### Task directions
Transcribe the records exactly from the line with "pub const fn from_char(c: char)" to the end, both included.
┌─ Task material
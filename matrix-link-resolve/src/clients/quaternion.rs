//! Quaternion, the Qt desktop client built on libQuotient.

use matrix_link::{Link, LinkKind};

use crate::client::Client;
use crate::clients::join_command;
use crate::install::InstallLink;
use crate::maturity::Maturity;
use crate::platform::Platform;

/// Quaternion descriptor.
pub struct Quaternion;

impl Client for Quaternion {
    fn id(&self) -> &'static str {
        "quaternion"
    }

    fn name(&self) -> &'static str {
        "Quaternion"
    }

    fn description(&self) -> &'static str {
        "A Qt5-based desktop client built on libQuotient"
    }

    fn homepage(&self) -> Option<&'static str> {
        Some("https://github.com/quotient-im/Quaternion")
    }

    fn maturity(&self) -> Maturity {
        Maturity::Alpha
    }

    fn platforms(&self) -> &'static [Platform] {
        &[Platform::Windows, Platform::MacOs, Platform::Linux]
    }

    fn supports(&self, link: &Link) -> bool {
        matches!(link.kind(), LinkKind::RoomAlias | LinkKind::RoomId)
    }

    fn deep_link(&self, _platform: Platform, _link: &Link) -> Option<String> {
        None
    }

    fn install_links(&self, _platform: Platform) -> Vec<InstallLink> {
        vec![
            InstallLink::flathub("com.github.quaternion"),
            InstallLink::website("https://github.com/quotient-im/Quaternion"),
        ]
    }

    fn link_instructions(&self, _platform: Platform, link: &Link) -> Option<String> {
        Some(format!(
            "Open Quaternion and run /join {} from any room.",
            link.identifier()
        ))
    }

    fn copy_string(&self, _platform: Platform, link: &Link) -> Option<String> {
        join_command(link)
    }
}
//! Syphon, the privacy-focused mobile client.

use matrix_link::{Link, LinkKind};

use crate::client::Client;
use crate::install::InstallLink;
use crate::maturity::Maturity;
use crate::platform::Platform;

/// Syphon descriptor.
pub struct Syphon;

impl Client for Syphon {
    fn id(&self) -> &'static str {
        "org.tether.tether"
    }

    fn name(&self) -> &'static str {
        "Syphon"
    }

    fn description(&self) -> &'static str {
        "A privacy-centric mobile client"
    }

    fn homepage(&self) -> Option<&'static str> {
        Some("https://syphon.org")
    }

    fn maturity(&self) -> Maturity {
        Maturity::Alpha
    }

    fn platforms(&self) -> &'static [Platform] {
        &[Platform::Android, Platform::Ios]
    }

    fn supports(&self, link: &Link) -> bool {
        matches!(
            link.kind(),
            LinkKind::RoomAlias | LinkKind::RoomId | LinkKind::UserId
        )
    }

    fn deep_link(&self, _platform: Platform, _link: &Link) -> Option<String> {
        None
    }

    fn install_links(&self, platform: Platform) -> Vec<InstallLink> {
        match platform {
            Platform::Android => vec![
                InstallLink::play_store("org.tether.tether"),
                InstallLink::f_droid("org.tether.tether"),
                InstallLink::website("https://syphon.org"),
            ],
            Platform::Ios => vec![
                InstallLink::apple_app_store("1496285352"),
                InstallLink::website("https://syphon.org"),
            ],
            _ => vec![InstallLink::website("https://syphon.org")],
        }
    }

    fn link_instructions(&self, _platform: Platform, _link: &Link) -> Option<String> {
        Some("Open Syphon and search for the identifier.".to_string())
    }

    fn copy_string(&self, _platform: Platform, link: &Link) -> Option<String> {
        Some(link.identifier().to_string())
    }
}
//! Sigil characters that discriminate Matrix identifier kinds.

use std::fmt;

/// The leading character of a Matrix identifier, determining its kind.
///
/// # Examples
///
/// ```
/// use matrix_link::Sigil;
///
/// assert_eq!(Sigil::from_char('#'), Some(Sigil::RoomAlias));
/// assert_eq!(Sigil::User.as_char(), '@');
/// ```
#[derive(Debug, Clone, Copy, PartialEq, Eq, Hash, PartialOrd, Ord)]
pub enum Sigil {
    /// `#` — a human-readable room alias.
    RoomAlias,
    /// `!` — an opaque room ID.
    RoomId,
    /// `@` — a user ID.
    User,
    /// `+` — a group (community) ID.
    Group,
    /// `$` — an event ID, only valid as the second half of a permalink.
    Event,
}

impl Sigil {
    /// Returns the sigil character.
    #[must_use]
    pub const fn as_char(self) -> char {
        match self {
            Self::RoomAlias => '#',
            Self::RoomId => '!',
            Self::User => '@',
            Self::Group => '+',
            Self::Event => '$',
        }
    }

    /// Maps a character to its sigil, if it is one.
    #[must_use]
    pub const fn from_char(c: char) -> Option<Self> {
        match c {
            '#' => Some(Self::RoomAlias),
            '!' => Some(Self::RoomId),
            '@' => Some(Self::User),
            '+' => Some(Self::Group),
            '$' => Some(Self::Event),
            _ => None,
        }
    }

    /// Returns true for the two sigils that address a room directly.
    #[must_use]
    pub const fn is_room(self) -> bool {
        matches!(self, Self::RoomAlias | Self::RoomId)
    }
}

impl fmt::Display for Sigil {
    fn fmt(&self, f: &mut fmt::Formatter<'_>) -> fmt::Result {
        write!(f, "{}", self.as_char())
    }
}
└─
### Answer box
    pub const fn from_char(c: char) -> Option<Self> {
        match c {
            '#' => Some(Self::RoomAlias),
            '!' => Some(Self::RoomId),
            '@' => Some(Self::User),
            '+' => Some(Self::Group),
            '$' => Some(Self::Event),
            _ => None,
        }
    }

    /// Returns true for the two sigils that address a room directly.
    #[must_use]
    pub const fn is_room(self) -> bool {
        matches!(self, Self::RoomAlias | Self::RoomId)
    }
}

impl fmt::Display for Sigil {
    fn fmt(&self, f: &mut fmt::Formatter<'_>) -> fmt::Result {
        write!(f, "{}", self.as_char())
    }
}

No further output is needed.